WORK ORDER: Each line of the entries below that holds "crate" is needed, copied in full.

★ ★ ★

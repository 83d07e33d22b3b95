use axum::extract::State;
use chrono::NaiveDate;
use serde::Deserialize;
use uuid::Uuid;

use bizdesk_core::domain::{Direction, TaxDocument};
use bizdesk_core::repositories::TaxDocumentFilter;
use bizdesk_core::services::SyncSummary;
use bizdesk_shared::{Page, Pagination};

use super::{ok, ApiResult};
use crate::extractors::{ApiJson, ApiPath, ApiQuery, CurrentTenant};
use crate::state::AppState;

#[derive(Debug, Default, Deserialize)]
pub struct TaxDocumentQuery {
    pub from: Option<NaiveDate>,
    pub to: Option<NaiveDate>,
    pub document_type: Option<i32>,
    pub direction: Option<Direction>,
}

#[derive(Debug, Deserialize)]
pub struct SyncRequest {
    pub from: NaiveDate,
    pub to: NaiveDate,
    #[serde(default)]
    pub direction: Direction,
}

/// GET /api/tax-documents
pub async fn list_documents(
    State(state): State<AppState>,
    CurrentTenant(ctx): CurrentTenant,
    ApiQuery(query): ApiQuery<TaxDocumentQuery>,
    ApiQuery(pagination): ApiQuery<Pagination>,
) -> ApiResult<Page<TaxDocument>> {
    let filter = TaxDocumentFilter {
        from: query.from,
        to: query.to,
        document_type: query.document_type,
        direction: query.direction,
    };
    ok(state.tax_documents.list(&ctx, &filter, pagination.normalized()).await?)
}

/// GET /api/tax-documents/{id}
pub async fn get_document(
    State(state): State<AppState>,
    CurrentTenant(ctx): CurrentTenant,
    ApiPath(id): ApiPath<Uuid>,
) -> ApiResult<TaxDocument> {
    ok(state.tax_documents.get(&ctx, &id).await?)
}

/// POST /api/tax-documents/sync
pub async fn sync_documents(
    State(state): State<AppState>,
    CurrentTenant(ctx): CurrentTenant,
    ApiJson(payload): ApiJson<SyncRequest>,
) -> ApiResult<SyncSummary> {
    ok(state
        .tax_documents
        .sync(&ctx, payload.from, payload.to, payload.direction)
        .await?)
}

★ ★ ★

TASK RESPONSE:
use crate::extractors::{ApiJson, ApiPath, ApiQuery, CurrentTenant};
use crate::state::AppState;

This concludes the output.